Help Center/ MapReduce Service/ Component Operation Guide (Normal)/ Using HDFS/ HDFS Performance Tuning/ Improving Read Performance By HDFS Client Metadata Caching
Updated on 2025-10-11 GMT+08:00

Improving Read Performance By HDFS Client Metadata Caching

Scenario

The HDFS client caches metadata block locations to reduce the number of metadata queries to NameNode, lower network overhead, improve the client operation response efficiency and HDFS read performance.

Notes and Constraints

  • This section applies to MRS 3.x or later.
  • This function is recommended only for reading files that are not modified frequently. Because the data modifications made by other clients on the server is invisible to the cache clients. As a result, the metadata obtained from the cache may be outdated.

Procedure

  1. Log in to FusionInsight Manager.

    For details about how to log in to FusionInsight Manager, see Accessing MRS Manager.

  2. Choose Cluster > Services > HDFS > Configurations > All Configurations.
  3. Search for the following parameters and change their values as required.

    Table 1 Parameter configuration

    Parameter

    Description

    Default Value

    dfs.client.metadata.cache.enabled

    Indicates whether to enable the client to cache the metadata of block locations.

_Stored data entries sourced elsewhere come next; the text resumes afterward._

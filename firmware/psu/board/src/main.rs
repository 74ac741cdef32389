//! Firmware of the lab power supply board.
#![no_std]
#![no_main]
#![warn(missing_docs)]
#![warn(clippy::missing_docs_in_private_items)]

mod meter;
mod stage;

use assign_resources::assign_resources;
use defmt::{info, warn};
use embassy_executor::Spawner;
use embassy_stm32::adc::{Adc, AdcChannel};
use embassy_stm32::gpio::{Level, Output, OutputType, Speed};
use embassy_stm32::i2c::{self, I2c};
use embassy_stm32::time::Hertz;
use embassy_stm32::timer::low_level::CountingMode;
use embassy_stm32::timer::simple_pwm::{PwmPin, SimplePwm};
use embassy_stm32::{Config, bind_interrupts, peripherals};
use meter::Meter;
use psu::Fault;
use psu::control::pwm::PWM_FREQUENCY_HZ;
use stage::{OutputSensors, OutputStage};
use {defmt_rtt as _, panic_probe as _};

bind_interrupts!(struct Irqs {
    I2C1_EV => i2c::EventInterruptHandler<peripherals::I2C1>;
    I2C1_ER => i2c::ErrorInterruptHandler<peripherals::I2C1>;
});

assign_resources! {
    #[allow(missing_docs)]
    meter: MeterResources {
        i2c: I2C1,
        pin_scl: PA15,
        pin_sda: PB7,
        tx_dma: DMA1_CH1,
        rx_dma: DMA1_CH2,
    }
    #[allow(missing_docs)]
    ntc: NtcResources {
        adc: ADC1,
        pin_ntc: PA1,
        adc_dma: DMA1_CH3,
    }
    #[allow(missing_docs)]
    stage: StageResources {
        pwm_timer: TIM1,
        pin_pwm: PA8,
        pin_protection: PB0,
    }
}

/// Runs the control loop.
#[embassy_executor::task]
async fn control_task(mut sensors: OutputSensors, mut stage: OutputStage) {
    psu::control::run(&mut sensors, &mut stage).await
}

/// Bring up the output meter. A failure is reported as a fault, so that the output cannot be enabled.
async fn init_meter(r: MeterResources) -> Option<Meter<stage::MeterBus>> {
    let mut i2c_config = i2c::Config::default();
    i2c_config.frequency = Hertz(400_000);

    let i2c = I2c::new(
        r.i2c,
        r.pin_scl,
        r.pin_sda,
        Irqs,
        r.tx_dma,
        r.rx_dma,
        i2c_config,
    );

    let meter = match Meter::new(i2c).await {
        Ok(meter) => Some(meter),
        Err(error) => {
            warn!("Meter initialization failed: {}", error);
            None
        }
    };

    psu::with_shared_state(|state| state.report_fault(Fault::MeterInitFailure, meter.is_none()));
    meter
}

/// Set up the output stage, with the protection MOSFET open.
fn init_stage(r: StageResources) -> OutputStage {
    let pwm = SimplePwm::new(
        r.pwm_timer,
        Some(PwmPin::new(r.pin_pwm, OutputType::PushPull)),
        None,
        None,
        None,
        Hertz(PWM_FREQUENCY_HZ),
        CountingMode::EdgeAlignedUp,
    );

    let mut stage = OutputStage {
        pwm,
        pin_protection: Output::new(r.pin_protection, Level::Low, Speed::Low),
    };
    stage.init();
    stage
}

/// Set up the thermistor measurement.
fn init_sensors(r: NtcResources, meter: Option<Meter<stage::MeterBus>>) -> OutputSensors {
    OutputSensors {
        meter,
        adc: Adc::new(r.adc),
        pin_ntc: r.pin_ntc.degrade_adc(),
        adc_dma: r.adc_dma,
    }
}

#[embassy_executor::main]
async fn main(spawner: Spawner) {
    let mut config = Config::default();
    {
        use embassy_stm32::rcc::*;
        config.rcc.hsi = true;
        config.rcc.hse = None;
        config.rcc.pll = Some(Pll {
            source: PllSource::HSI,
            prediv: PllPreDiv::DIV4,
            mul: PllMul::MUL85,
            divp: Some(PllPDiv::DIV20), // 17 MHz ADC clock
            divq: None,
            divr: Some(PllRDiv::DIV2), // 170 MHz system clock
        });
        config.rcc.mux.adc12sel = mux::Adcsel::PLL1_P;
        config.rcc.sys = Sysclk::PLL1_R;
        config.enable_debug_during_sleep = true;
    }
    let p = embassy_stm32::init(config);
    let r = split_resources!(p);

    info!("Power supply starting");

    // The stage comes first, so that the output is disconnected as early as possible.
    let stage = init_stage(r.stage);
    let meter = init_meter(r.meter).await;
    let sensors = init_sensors(r.ntc, meter);

    spawner.must_spawn(control_task(sensors, stage));
}
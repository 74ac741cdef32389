//! Consecutive-tick debouncing of fault conditions.

/// Raises after a condition held for a number of consecutive ticks, and clears as soon as it ends.
#[derive(Debug, Clone, Copy)]
pub struct Debounce {
    /// Consecutive qualifying ticks, saturating at the threshold.
    count: u8,
    /// Qualifying ticks until the fault is raised.
    threshold: u8,
}

impl Debounce {
    /// A debouncer that raises on the `threshold`th consecutive qualifying tick.
    pub const fn new(threshold: u8) -> Self {
        Self {
            count: 0,
            threshold,
        }
    }

    /// Feed this tick's condition, and return whether the fault is raised.
    pub fn update(&mut self, condition: bool) -> bool {
        if condition {
            self.count = self.count.saturating_add(1).min(self.threshold);
            self.count >= self.threshold
        } else {
            self.count = 0;
            false
        }
    }

    /// Forget all qualifying ticks.
    pub fn reset(&mut self) {
        self.count = 0;
    }
}
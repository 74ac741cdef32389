//! Automatic handoff between constant-voltage and constant-current regulation.

use crate::Mode;

/// Ramped current setpoints below this value use the minimum hysteresis.
const LOW_CURRENT_THRESHOLD_A: f32 = 0.1;
/// The smallest hysteresis width in A.
const MIN_HYSTERESIS_A: f32 = 0.002;
/// Hysteresis width relative to the current setpoint.
const RELATIVE_HYSTERESIS: f32 = 0.02;
/// The relative hysteresis is computed from at least this setpoint in A.
const MIN_HYSTERESIS_BASE_A: f32 = 0.25;
/// Below this measured current, voltage regulation is always selected.
const NO_LOAD_CURRENT_A: f32 = 0.005;
/// A measured voltage this far above the voltage setpoint forces voltage regulation.
const VOLTAGE_OVERRUN_V: f32 = 0.5;

/// The width of the hysteresis band around the current setpoint.
pub fn hysteresis_a(current_setpoint_a: f32) -> f32 {
    if current_setpoint_a >= LOW_CURRENT_THRESHOLD_A {
        (RELATIVE_HYSTERESIS * current_setpoint_a.max(MIN_HYSTERESIS_BASE_A)).max(MIN_HYSTERESIS_A)
    } else {
        MIN_HYSTERESIS_A
    }
}

/// Decides every tick whether voltage or current is regulated.
#[derive(Debug, Clone, Copy)]
pub struct ModeArbiter {
    /// The mode of the last tick.
    mode: Mode,
}

impl ModeArbiter {
    /// Start in voltage regulation.
    pub const fn new() -> Self {
        Self {
            mode: Mode::ConstantVoltage,
        }
    }

    /// Fall back to voltage regulation.
    pub fn reset(&mut self) {
        self.mode = Mode::ConstantVoltage;
    }

    /// The mode of the last tick.
    pub fn mode(&self) -> Mode {
        self.mode
    }

    /// Select the mode for this tick.
    ///
    /// - Current above the band: constant current.
    /// - Current below the band, no load, or voltage overrun: constant voltage.
    /// - Inside the band: keep the previous mode.
    pub fn decide(
        &mut self,
        measured_current_a: f32,
        measured_voltage_v: f32,
        ramped_current_a: f32,
        voltage_setpoint_v: f32,
    ) -> Mode {
        let hysteresis_a = hysteresis_a(ramped_current_a);

        let mode = if measured_current_a > ramped_current_a + hysteresis_a {
            Mode::ConstantCurrent
        } else if measured_current_a < ramped_current_a - hysteresis_a
            || measured_current_a < NO_LOAD_CURRENT_A
            || measured_voltage_v >= voltage_setpoint_v + VOLTAGE_OVERRUN_V
        {
            Mode::ConstantVoltage
        } else {
            self.mode
        };

        if mode != self.mode {
            info!(
                "Mode handoff {:?} -> {:?} at {} A",
                self.mode, mode, measured_current_a
            );
        }

        self.mode = mode;
        mode
    }
}

#[cfg(test)]
mod tests {
    use super::*;
    use micromath::F32Ext;

    #[test]
    fn hysteresis_width() {
        assert_eq!(hysteresis_a(0.05), 0.002);
        // Relative part is computed from at least 0.25 A.
        assert!((hysteresis_a(0.1) - 0.005).abs() < 1e-7);
        assert!((hysteresis_a(2.0) - 0.04).abs() < 1e-7);
    }

    #[test]
    fn switches_to_current_regulation_above_band() {
        let mut arbiter = ModeArbiter::new();

        assert_eq!(arbiter.decide(2.05, 4.0, 2.0, 5.0), Mode::ConstantCurrent);
        // Stays while above the band.
        assert_eq!(arbiter.decide(2.1, 3.5, 2.0, 5.0), Mode::ConstantCurrent);
    }

    #[test]
    fn stable_inside_band() {
        let mut arbiter = ModeArbiter::new();

        // Band is 2.0 A +/- 0.04 A.
        for current_a in [1.97, 2.0, 2.03, 1.99] {
            assert_eq!(
                arbiter.decide(current_a, 5.0, 2.0, 5.0),
                Mode::ConstantVoltage
            );
        }

        arbiter.decide(2.5, 4.0, 2.0, 5.0);
        for current_a in [1.97, 2.0, 2.03, 1.99] {
            assert_eq!(
                arbiter.decide(current_a, 4.0, 2.0, 5.0),
                Mode::ConstantCurrent
            );
        }
    }

    #[test]
    fn returns_to_voltage_regulation() {
        let mut arbiter = ModeArbiter::new();

        arbiter.decide(2.5, 4.0, 2.0, 5.0);
        assert_eq!(arbiter.decide(1.9, 4.0, 2.0, 5.0), Mode::ConstantVoltage);

        arbiter.decide(2.5, 4.0, 2.0, 5.0);
        assert_eq!(arbiter.decide(0.001, 4.0, 0.0, 5.0), Mode::ConstantVoltage);
    }

    #[test]
    fn voltage_overrun_forces_voltage_regulation() {
        let mut arbiter = ModeArbiter::new();
        arbiter.decide(2.5, 4.0, 2.0, 5.0);

        // Inside the band, but the output voltage runs away.
        assert_eq!(arbiter.decide(2.0, 5.5, 2.0, 5.0), Mode::ConstantVoltage);
    }

    #[test]
    fn reset_selects_voltage_regulation() {
        let mut arbiter = ModeArbiter::new();
        arbiter.decide(2.5, 4.0, 2.0, 5.0);
        arbiter.reset();

        assert_eq!(arbiter.mode(), Mode::ConstantVoltage);
    }
}
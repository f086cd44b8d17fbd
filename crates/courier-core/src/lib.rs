//! # courier-core
//!
//! Core types, traits, and abstractions for the courier messaging library.
//!
//! This crate provides the domain entities, the `MessageStore` repository
//! interface, and the pure message-lifecycle components (edit diffing,
//! notification fan-out) that the storage adapters and the engine build on.

pub mod defaults;
pub mod error;
pub mod events;
pub mod fanout;
pub mod history;
pub mod logging;
pub mod models;
pub mod traits;
pub mod uuid_utils;

// Re-export commonly used types at crate root
pub use error::{Error, ErrorKind, Result};
pub use events::{DomainEvent, EventBus};
pub use fanout::fan_out;
pub use history::diff_edit;
pub use models::*;
pub use traits::{ApplyEditRequest, EditOutcome, MessageStore};
pub use uuid_utils::{extract_timestamp, is_v7, new_v7};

    • true: The function is enabled.
    • false: The function is disabled.

    false

    dfs.client.metadata.cache.pattern

    Indicates the regular expression pattern of the path of the file to be cached. The metadata of block locations of these files is cached until the metadata expires.

    This parameter is valid only when dfs.client.metadata.cache.enabled is set to true.

    Example: /test.* indicates that all files whose paths start with /test are read.

    • To ensure consistency, configure a specific mode to cache only files that are not frequently modified by other clients.
    • The regular expression pattern verifies only the path of the URI, but not the schema and authority in the case of the Fully Qualified path.

    -

    dfs.client.metadata.cache.expiry.sec

    Indicates the duration for caching metadata. The cache entry becomes invalid after its caching time exceeds this duration. Even metadata that is frequently used during the caching process can become invalid.

    Time suffixes s/m/h can be used to indicate second, minute, and hour, respectively.

    If this parameter is set to 0s, the cache function is disabled.

    60s

    dfs.client.metadata.cache.max.entries

    Indicates the maximum number of non-expired data items that can be cached at a time.

    Value range: 0 to 65536.

    65536

  4. Save the settings. Restart the expired service or instance for the configuration to take effect.

Call DFSClient#clearLocatedBlockCache() to completely clear the client cache before it expires.

The sample usage is as follows:

    FileSystem fs = FileSystem.get(conf);
    DistributedFileSystem dfs = (DistributedFileSystem) fs;
    DFSClient dfsClient = dfs.getClient();
    dfsClient.clearLocatedBlockCache();